--- Source data ---
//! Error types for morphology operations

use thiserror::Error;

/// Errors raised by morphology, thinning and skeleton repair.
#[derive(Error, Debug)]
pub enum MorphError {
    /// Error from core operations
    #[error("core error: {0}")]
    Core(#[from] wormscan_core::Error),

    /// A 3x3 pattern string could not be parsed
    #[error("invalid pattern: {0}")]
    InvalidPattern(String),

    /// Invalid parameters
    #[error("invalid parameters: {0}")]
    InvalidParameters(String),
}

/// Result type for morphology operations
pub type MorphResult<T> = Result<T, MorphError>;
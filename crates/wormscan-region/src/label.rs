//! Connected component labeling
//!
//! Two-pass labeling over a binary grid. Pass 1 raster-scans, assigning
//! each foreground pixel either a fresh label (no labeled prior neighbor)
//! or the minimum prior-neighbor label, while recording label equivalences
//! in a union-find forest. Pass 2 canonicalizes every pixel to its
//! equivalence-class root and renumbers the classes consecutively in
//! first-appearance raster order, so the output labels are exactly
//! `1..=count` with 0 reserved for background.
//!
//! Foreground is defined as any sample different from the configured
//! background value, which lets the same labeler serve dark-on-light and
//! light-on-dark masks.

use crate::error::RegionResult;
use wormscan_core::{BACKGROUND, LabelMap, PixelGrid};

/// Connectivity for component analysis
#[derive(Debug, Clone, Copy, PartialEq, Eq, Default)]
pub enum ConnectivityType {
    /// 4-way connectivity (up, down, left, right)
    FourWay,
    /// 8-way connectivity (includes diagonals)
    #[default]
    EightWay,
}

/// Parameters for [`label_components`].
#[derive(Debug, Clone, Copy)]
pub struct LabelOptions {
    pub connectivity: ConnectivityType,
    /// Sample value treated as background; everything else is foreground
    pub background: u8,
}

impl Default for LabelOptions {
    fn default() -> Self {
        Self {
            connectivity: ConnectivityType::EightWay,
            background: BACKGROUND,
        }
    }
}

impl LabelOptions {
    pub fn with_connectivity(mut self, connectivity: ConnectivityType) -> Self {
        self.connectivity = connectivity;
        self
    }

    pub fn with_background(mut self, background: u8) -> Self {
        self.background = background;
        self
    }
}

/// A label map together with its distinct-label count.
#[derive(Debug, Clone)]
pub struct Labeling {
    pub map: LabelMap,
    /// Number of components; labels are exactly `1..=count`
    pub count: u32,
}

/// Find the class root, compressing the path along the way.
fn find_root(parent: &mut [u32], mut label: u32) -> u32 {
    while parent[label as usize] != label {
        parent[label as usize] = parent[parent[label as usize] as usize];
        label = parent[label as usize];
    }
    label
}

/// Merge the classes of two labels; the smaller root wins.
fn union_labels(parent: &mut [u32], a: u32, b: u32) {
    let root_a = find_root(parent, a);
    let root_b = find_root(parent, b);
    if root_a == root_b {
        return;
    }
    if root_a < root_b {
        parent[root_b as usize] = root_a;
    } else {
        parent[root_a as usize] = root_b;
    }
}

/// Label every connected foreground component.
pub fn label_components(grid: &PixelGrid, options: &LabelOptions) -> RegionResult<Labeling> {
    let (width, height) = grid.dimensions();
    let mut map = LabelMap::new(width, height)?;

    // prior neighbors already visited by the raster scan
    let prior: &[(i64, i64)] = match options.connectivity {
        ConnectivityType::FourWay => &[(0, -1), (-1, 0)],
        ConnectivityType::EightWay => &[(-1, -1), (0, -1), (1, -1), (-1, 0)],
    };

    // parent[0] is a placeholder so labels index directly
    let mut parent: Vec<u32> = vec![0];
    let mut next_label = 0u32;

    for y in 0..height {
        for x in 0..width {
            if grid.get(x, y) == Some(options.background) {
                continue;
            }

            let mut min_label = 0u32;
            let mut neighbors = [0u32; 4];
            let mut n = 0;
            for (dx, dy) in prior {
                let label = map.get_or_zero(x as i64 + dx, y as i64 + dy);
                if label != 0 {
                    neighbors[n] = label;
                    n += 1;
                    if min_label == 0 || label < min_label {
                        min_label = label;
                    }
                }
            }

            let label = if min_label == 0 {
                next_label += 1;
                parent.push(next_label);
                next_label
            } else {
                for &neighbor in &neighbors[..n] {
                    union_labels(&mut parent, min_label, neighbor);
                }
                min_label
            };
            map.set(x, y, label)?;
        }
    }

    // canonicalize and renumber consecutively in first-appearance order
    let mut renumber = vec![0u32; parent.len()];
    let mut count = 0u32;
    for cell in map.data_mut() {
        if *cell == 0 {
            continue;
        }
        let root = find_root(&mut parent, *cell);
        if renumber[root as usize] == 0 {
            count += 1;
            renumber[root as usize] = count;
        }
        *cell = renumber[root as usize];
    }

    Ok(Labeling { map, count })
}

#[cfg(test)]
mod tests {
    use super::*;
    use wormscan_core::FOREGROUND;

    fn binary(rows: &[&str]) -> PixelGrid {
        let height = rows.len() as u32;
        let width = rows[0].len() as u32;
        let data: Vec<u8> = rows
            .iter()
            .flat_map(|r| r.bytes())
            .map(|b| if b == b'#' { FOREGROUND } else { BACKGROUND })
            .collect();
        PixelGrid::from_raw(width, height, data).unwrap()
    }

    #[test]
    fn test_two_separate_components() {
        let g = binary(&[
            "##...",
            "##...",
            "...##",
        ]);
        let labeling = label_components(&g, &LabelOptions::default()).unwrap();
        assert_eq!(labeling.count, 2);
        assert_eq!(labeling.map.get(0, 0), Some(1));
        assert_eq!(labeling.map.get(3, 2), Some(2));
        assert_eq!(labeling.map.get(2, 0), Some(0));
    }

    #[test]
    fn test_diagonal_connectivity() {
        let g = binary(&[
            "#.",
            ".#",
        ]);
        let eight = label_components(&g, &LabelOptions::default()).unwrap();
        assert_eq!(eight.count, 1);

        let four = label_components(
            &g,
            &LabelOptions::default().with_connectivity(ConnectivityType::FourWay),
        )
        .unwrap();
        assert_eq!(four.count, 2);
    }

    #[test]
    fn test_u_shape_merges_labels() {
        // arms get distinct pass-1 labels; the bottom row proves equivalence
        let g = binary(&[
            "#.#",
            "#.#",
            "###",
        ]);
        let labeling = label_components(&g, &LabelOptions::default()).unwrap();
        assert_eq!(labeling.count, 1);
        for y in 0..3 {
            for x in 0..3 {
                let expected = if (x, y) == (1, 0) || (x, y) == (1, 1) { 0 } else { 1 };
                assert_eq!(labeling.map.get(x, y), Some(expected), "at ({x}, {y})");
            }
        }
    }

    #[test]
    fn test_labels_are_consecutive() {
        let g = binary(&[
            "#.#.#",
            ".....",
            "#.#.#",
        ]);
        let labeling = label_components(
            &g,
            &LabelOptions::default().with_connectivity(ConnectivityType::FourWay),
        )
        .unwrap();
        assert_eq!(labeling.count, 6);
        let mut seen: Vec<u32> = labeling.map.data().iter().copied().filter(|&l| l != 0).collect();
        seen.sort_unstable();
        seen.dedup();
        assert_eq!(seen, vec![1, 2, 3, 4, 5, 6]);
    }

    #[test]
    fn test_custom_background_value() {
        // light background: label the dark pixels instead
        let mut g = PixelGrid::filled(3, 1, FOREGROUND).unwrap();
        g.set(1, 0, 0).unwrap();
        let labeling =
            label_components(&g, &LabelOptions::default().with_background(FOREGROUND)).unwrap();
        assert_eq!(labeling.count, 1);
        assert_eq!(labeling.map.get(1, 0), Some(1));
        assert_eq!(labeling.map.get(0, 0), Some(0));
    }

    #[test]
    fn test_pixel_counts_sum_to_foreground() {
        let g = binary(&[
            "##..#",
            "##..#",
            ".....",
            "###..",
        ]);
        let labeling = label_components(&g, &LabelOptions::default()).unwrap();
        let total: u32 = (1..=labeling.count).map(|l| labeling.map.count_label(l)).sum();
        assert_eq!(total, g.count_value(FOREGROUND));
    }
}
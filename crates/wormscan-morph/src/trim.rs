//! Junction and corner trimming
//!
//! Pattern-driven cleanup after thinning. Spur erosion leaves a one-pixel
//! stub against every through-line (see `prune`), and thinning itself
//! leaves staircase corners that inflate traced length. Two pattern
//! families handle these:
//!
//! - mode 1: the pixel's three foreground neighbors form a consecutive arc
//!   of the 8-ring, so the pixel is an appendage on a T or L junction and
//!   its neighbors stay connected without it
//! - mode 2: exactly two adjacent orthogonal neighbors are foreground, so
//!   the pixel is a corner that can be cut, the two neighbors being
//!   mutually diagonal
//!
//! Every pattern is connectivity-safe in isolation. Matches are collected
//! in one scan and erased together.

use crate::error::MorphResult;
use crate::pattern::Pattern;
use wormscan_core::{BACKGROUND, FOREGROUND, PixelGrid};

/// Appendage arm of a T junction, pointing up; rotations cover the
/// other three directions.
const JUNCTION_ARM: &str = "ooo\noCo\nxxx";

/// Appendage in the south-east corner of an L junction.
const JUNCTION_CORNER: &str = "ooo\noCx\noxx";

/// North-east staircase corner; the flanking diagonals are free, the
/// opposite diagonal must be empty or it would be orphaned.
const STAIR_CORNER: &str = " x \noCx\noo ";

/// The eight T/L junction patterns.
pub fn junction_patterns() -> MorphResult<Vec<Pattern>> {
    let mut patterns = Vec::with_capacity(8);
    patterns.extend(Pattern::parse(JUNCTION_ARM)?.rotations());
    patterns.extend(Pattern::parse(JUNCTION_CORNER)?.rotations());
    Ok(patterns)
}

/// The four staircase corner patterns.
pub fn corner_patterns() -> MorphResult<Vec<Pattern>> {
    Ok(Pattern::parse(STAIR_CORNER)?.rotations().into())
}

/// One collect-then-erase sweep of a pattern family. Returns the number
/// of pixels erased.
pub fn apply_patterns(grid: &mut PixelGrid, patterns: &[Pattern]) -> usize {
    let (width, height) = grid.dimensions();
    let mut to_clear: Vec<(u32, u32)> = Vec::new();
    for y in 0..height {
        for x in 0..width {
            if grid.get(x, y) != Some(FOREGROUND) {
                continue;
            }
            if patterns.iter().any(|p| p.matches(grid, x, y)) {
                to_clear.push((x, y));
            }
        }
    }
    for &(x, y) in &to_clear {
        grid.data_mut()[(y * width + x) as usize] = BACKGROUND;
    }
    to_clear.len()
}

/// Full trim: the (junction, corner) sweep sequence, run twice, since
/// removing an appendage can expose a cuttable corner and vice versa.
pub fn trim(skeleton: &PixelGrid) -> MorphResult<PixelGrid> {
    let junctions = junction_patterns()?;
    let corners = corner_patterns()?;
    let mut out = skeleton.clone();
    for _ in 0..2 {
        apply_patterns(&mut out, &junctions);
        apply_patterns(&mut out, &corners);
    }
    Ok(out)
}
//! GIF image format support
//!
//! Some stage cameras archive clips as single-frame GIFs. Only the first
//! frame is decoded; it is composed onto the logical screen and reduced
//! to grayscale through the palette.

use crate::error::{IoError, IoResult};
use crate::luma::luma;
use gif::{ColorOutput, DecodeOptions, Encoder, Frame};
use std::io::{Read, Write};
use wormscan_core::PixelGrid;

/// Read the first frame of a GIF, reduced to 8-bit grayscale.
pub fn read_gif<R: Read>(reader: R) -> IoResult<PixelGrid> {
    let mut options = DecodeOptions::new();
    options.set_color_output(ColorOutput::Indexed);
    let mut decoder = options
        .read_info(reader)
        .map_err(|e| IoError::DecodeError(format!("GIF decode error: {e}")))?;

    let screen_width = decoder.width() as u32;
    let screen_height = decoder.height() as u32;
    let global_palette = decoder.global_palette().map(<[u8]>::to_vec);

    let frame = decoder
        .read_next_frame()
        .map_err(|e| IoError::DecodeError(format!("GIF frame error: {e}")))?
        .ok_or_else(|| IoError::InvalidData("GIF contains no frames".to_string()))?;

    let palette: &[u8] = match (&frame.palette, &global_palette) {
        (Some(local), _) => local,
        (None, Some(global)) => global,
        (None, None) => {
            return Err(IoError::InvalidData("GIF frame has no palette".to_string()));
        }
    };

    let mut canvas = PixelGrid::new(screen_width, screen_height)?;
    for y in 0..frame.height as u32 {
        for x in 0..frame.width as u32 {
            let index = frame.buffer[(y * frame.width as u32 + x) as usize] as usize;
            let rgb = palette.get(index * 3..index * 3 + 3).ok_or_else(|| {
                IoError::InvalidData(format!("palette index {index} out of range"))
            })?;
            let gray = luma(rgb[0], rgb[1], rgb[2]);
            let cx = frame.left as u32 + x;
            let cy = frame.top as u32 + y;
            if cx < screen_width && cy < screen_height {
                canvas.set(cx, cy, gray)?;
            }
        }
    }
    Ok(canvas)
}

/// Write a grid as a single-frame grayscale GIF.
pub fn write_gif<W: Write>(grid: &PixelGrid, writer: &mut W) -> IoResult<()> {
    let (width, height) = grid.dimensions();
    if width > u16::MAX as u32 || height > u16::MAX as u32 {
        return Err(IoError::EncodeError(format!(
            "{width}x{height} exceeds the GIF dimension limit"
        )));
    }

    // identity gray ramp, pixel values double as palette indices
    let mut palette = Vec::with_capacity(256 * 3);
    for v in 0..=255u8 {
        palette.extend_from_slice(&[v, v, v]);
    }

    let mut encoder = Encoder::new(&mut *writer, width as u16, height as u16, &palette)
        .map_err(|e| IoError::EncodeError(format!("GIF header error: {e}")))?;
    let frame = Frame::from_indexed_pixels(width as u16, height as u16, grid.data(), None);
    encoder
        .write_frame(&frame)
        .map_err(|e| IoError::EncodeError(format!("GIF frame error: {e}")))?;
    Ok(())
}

--- Task goal ---
Of all the entries above, repeat only the lines from the line that has "image format support" to the line that has "use crate::luma::luma;", both lines included, exactly.

--- The completed task ---
//! GIF image format support
//!
//! Some stage cameras archive clips as single-frame GIFs. Only the first
//! frame is decoded; it is composed onto the logical screen and reduced
//! to grayscale through the palette.

use crate::error::{IoError, IoResult};
use crate::luma::luma;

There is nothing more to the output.